Les chercheurs se sont appuyés sur un regroupement de sondages en ligne, de questionnaires distribués dans les salles de classe, de sites internet de zoos, ainsi que sur des films en dessins animés pour identifier les 10 animaux les plus charismatiques. Les trois « gagnants » sont les tigres, les lions et les éléphants, suivis des girafes, des léopards, des pandas, des guépards, des ours polaires, des loups gris et des gorilles.

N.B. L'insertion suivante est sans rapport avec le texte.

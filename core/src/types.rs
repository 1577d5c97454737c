//! Value and result type definitions for table browsing and editing.
//!
//! This module defines the data model exchanged between the access layer and
//! a host shell. The types are designed for serialization with [`serde`] so
//! they can be handed to a UI over JSON without further mapping.

use std::fmt;

use serde::de::{self, Deserializer, SeqAccess, Visitor};
use serde::ser::{SerializeMap, SerializeStruct, Serializer};
use serde::{Deserialize, Serialize};

/// A single cell value.
///
/// Mirrors the five storage classes of the embedded engine. The JSON form is
/// untagged: `null`, a number, a string, or an array of bytes for blobs.
///
/// # Examples
///
/// ```
/// use dbgrid_core::Value;
///
/// assert_eq!(Value::from(42), Value::Integer(42));
/// assert_eq!(Value::from("hello").as_str(), Some("hello"));
/// assert!(Value::from(None::<i64>).is_null());
/// assert_eq!(Value::Blob(vec![1, 2, 3]).to_string(), "[BLOB 3 bytes]");
/// ```
#[derive(Debug, Clone, PartialEq, Serialize, Default)]
#[serde(untagged)]
pub enum Value {
    /// SQL `NULL`.
    #[default]
    Null,
    /// 64-bit signed integer.
    Integer(i64),
    /// 64-bit IEEE float.
    Real(f64),
    /// UTF-8 text.
    Text(String),
    /// Raw bytes.
    Blob(Vec<u8>),
}

impl Value {
    /// Returns `true` for [`Value::Null`].
    pub fn is_null(&self) -> bool {
        matches!(self, Value::Null)
    }

    /// Returns the integer payload, if any.
    pub fn as_i64(&self) -> Option<i64> {
        match self {
            Value::Integer(i) => Some(*i),
            _ => None,
        }
    }

    /// Returns the text payload, if any.
    pub fn as_str(&self) -> Option<&str> {
        match self {
            Value::Text(s) => Some(s),
            _ => None,
        }
    }

    /// Converts a JSON value into a cell value.
    ///
    /// Booleans become `0`/`1`, numbers become integers when they fit in
    /// `i64` and reals otherwise, arrays of bytes become blobs. Objects and
    /// non-byte arrays are rejected.
    pub fn from_json(json: &serde_json::Value) -> Option<Self> {
        match json {
            serde_json::Value::Null => Some(Value::Null),
            serde_json::Value::Bool(b) => Some(Value::Integer(i64::from(*b))),
            serde_json::Value::Number(n) => n
                .as_i64()
                .map(Value::Integer)
                .or_else(|| n.as_f64().map(Value::Real)),
            serde_json::Value::String(s) => Some(Value::Text(s.clone())),
            serde_json::Value::Array(items) => items
                .iter()
                .map(|item| item.as_u64().and_then(|b| u8::try_from(b).ok()))
                .collect::<Option<Vec<u8>>>()
                .map(Value::Blob),
            serde_json::Value::Object(_) => None,
        }
    }
}

impl fmt::Display for Value {
    /// Renders the value the way a data grid shows it.
    fn fmt(&self, f: &mut fmt::Formatter<'_>) -> fmt::Result {
        match self {
            Value::Null => f.write_str("NULL"),
            Value::Integer(i) => write!(f, "{i}"),
            Value::Real(r) => write!(f, "{r}"),
            Value::Text(s) => f.write_str(s),
            Value::Blob(b) => write!(f, "[BLOB {} bytes]", b.len()),
        }
    }
}

impl From<i64> for Value {
    fn from(v: i64) -> Self {
        Value::Integer(v)
    }
}

impl From<i32> for Value {
    fn from(v: i32) -> Self {
        Value::Integer(i64::from(v))
    }
}

impl From<f64> for Value {
    fn from(v: f64) -> Self {
        Value::Real(v)
    }
}

impl From<bool> for Value {
    fn from(v: bool) -> Self {
        Value::Integer(i64::from(v))
    }
}

impl From<&str> for Value {
    fn from(v: &str) -> Self {
        Value::Text(v.to_string())
    }
}

impl From<String> for Value {
    fn from(v: String) -> Self {
        Value::Text(v)
    }
}

impl From<Vec<u8>> for Value {
    fn from(v: Vec<u8>) -> Self {
        Value::Blob(v)
    }
}

impl<T: Into<Value>> From<Option<T>> for Value {
    fn from(v: Option<T>) -> Self {
        v.map_or(Value::Null, Into::into)
    }
}

impl<'de> Deserialize<'de> for Value {
    fn deserialize<D: Deserializer<'de>>(deserializer: D) -> Result<Self, D::Error> {
        struct ValueVisitor;

        impl<'de> Visitor<'de> for ValueVisitor {
            type Value = Value;

            fn expecting(&self, f: &mut fmt::Formatter<'_>) -> fmt::Result {
                f.write_str("null, a boolean, a number, a string, or an array of bytes")
            }

            fn visit_unit<E: de::Error>(self) -> Result<Value, E> {
                Ok(Value::Null)
            }

            fn visit_none<E: de::Error>(self) -> Result<Value, E> {
                Ok(Value::Null)
            }

            fn visit_some<D: Deserializer<'de>>(self, d: D) -> Result<Value, D::Error> {
                Value::deserialize(d)
            }

            fn visit_bool<E: de::Error>(self, v: bool) -> Result<Value, E> {
                Ok(Value::from(v))
            }

            fn visit_i64<E: de::Error>(self, v: i64) -> Result<Value, E> {
                Ok(Value::Integer(v))
            }

            fn visit_u64<E: de::Error>(self, v: u64) -> Result<Value, E> {
                Ok(i64::try_from(v).map_or(Value::Real(v as f64), Value::Integer))
            }

            fn visit_f64<E: de::Error>(self, v: f64) -> Result<Value, E> {
                Ok(Value::Real(v))
            }

            fn visit_str<E: de::Error>(self, v: &str) -> Result<Value, E> {
                Ok(Value::Text(v.to_string()))
            }

            fn visit_string<E: de::Error>(self, v: String) -> Result<Value, E> {
                Ok(Value::Text(v))
            }

            fn visit_bytes<E: de::Error>(self, v: &[u8]) -> Result<Value, E> {
                Ok(Value::Blob(v.to_vec()))
            }

            fn visit_seq<A: SeqAccess<'de>>(self, mut seq: A) -> Result<Value, A::Error> {
                let mut bytes = Vec::with_capacity(seq.size_hint().unwrap_or(0));
                while let Some(byte) = seq.next_element::<u8>()? {
                    bytes.push(byte);
                }
                Ok(Value::Blob(bytes))
            }
        }

        deserializer.deserialize_any(ValueVisitor)
    }
}

/// One result row: column names mapped to values, in projection order.
///
/// Inserting a column name that is already present replaces its value in
/// place, so the last projection of a duplicated name wins.
///
/// # Examples
///
/// ```
/// use dbgrid_core::{Row, Value};
///
/// let mut row = Row::new();
/// row.insert("id", Value::Integer(1));
/// row.insert("name", Value::from("Alice"));
/// row.insert("id", Value::Integer(2));
///
/// assert_eq!(row.len(), 2);
/// assert_eq!(row.get("id"), Some(&Value::Integer(2)));
/// assert_eq!(row.columns().collect::<Vec<_>>(), ["id", "name"]);
/// ```
#[derive(Debug, Clone, PartialEq, Default)]
pub struct Row {
    entries: Vec<(String, Value)>,
}

impl Row {
    /// Creates an empty row.
    pub fn new() -> Self {
        Self::default()
    }

    /// Sets `column` to `value`, replacing an existing entry of the same name.
    pub fn insert(&mut self, column: impl Into<String>, value: Value) {
        let column = column.into();
        match self.entries.iter_mut().find(|(name, _)| *name == column) {
            Some(entry) => entry.1 = value,
            None => self.entries.push((column, value)),
        }
    }

    /// Looks up a value by column name.
    pub fn get(&self, column: &str) -> Option<&Value> {
        self.entries
            .iter()
            .find(|(name, _)| name == column)
            .map(|(_, value)| value)
    }

    /// Column names in projection order.
    pub fn columns(&self) -> impl Iterator<Item = &str> {
        self.entries.iter().map(|(name, _)| name.as_str())
    }

    /// `(column, value)` pairs in projection order.
    pub fn iter(&self) -> impl Iterator<Item = (&str, &Value)> {
        self.entries.iter().map(|(name, value)| (name.as_str(), value))
    }

    pub fn len(&self) -> usize {
        self.entries.len()
    }

    pub fn is_empty(&self) -> bool {
        self.entries.is_empty()
    }
}

impl<K: Into<String>> FromIterator<(K, Value)> for Row {
    fn from_iter<I: IntoIterator<Item = (K, Value)>>(iter: I) -> Self {
        let mut row = Row::new();
        for (column, value) in iter {
            row.insert(column, value);
        }
        row
    }
}

impl Serialize for Row {
    fn serialize<S: Serializer>(&self, serializer: S) -> Result<S::Ok, S::Error> {
        let mut map = serializer.serialize_map(Some(self.entries.len()))?;
        for (column, value) in &self.entries {
            map.serialize_entry(column, value)?;
        }
        map.end()
    }
}

/// Column metadata for one table, as reported by schema introspection.
///
/// Serialized with the engine's introspection field names so a host shell
/// can render headers without a mapping layer.
#[derive(Debug, Clone, PartialEq, Serialize, Deserialize)]
pub struct ColumnInfo {
    /// Zero-based position of the column in the table definition.
    #[serde(rename = "cid")]
    pub ordinal_position: i64,
    /// Column name.
    pub name: String,
    /// Declared type, empty when the column has none.
    #[serde(rename = "type")]
    pub declared_type: String,
    /// Whether the column carries a `NOT NULL` constraint.
    #[serde(rename = "notnull")]
    pub not_null: bool,
    /// Default expression text, or `NULL` when the column has no default.
    #[serde(rename = "dflt_value")]
    pub default_value: Value,
    /// Whether the column is part of the primary key.
    #[serde(rename = "pk")]
    pub is_primary_key: bool,
}

impl ColumnInfo {
    /// A bare descriptor carrying only a name.
    ///
    /// Used for ad-hoc query results, where columns are known only by the
    /// keys of the returned rows.
    pub fn named(name: impl Into<String>) -> Self {
        Self {
            ordinal_position: 0,
            name: name.into(),
            declared_type: String::new(),
            not_null: false,
            default_value: Value::Null,
            is_primary_key: false,
        }
    }
}

/// Rows returned by a read, with their column descriptors.
///
/// `total` is only set for paginated table reads and carries the row count
/// of the whole table, not of the returned page.
#[derive(Debug, Clone, PartialEq, Default, Serialize)]
pub struct QueryResult {
    pub columns: Vec<ColumnInfo>,
    pub rows: Vec<Row>,
    #[serde(skip_serializing_if = "Option::is_none")]
    pub total: Option<u64>,
}

/// Outcome of a write statement.
///
/// Engine failures on the write path are captured here instead of being
/// propagated, so a caller can render them inline. Serializes as
/// `{"success": true, "changes": n}` or `{"success": false, "error": "..."}`.
///
/// # Examples
///
/// ```
/// use dbgrid_core::ExecuteResult;
///
/// let ok = ExecuteResult::Applied { changes: 1 };
/// assert!(ok.is_success());
/// assert_eq!(ok.changes(), Some(1));
///
/// let failed = ExecuteResult::Failed { error: "NOT NULL constraint failed: t.x".into() };
/// assert!(!failed.is_success());
/// assert!(failed.error().unwrap().contains("NOT NULL"));
/// ```
#[derive(Debug, Clone, PartialEq, Eq)]
pub enum ExecuteResult {
    /// The statement ran; `changes` rows were inserted, updated, or deleted.
    Applied { changes: u64 },
    /// The engine rejected the statement.
    Failed { error: String },
}

impl ExecuteResult {
    pub fn is_success(&self) -> bool {
        matches!(self, ExecuteResult::Applied { .. })
    }

    pub fn changes(&self) -> Option<u64> {
        match self {
            ExecuteResult::Applied { changes } => Some(*changes),
            ExecuteResult::Failed { .. } => None,
        }
    }

    pub fn error(&self) -> Option<&str> {
        match self {
            ExecuteResult::Applied { .. } => None,
            ExecuteResult::Failed { error } => Some(error),
        }
    }
}

impl Serialize for ExecuteResult {
    fn serialize<S: Serializer>(&self, serializer: S) -> Result<S::Ok, S::Error> {
        let mut state = serializer.serialize_struct("ExecuteResult", 2)?;
        state.serialize_field("success", &self.is_success())?;
        match self {
            ExecuteResult::Applied { changes } => state.serialize_field("changes", changes)?,
            ExecuteResult::Failed { error } => state.serialize_field("error", error)?,
        }
        state.end()
    }
}

/// Result of an ad-hoc statement: rows for reads, a write outcome otherwise.
#[derive(Debug, Clone, PartialEq, Serialize)]
#[serde(untagged)]
pub enum SqlOutcome {
    Query(QueryResult),
    Execute(ExecuteResult),
}

/// Read/write classification of an ad-hoc statement.
///
/// Decided by the leading keyword only: `SELECT`, `PRAGMA` and `EXPLAIN`
/// (case-insensitive, after trimming whitespace) are reads, anything else is
/// a write.
///
/// # Examples
///
/// ```
/// use dbgrid_core::StatementKind;
///
/// assert_eq!(StatementKind::classify("  select * from t"), StatementKind::Read);
/// assert_eq!(StatementKind::classify("PRAGMA table_info(t)"), StatementKind::Read);
/// assert_eq!(StatementKind::classify("DELETE FROM t"), StatementKind::Write);
/// ```
#[derive(Debug, Clone, Copy, PartialEq, Eq)]
pub enum StatementKind {
    Read,
    Write,
}

const READ_KEYWORDS: &[&str] = &["select", "pragma", "explain"];

impl StatementKind {
    pub fn classify(sql: &str) -> Self {
        let trimmed = sql.trim_start();
        let is_read = READ_KEYWORDS.iter().any(|keyword| {
            trimmed
                .get(..keyword.len())
                .is_some_and(|prefix| prefix.eq_ignore_ascii_case(keyword))
        });
        if is_read {
            StatementKind::Read
        } else {
            StatementKind::Write
        }
    }
}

« J’ai été surpris de constater que bien que ces 10 animaux sont les plus charismatiques, la principale menace pesant sur presque chacun d’entre eux est le fait d’être directement tués par les humains, particulièrement à l’aide de la chasse et du piégeage », a indiqué William Ripple, un professeur d’écologie forestière à l’Université d’État de l’Oregon, et l’un des coauteurs de l’étude.
« Ces tueries par les humains me semblent tristement ironiques, puisqu’il s’agit de certains des animaux sauvages que nous apprécions le plus. »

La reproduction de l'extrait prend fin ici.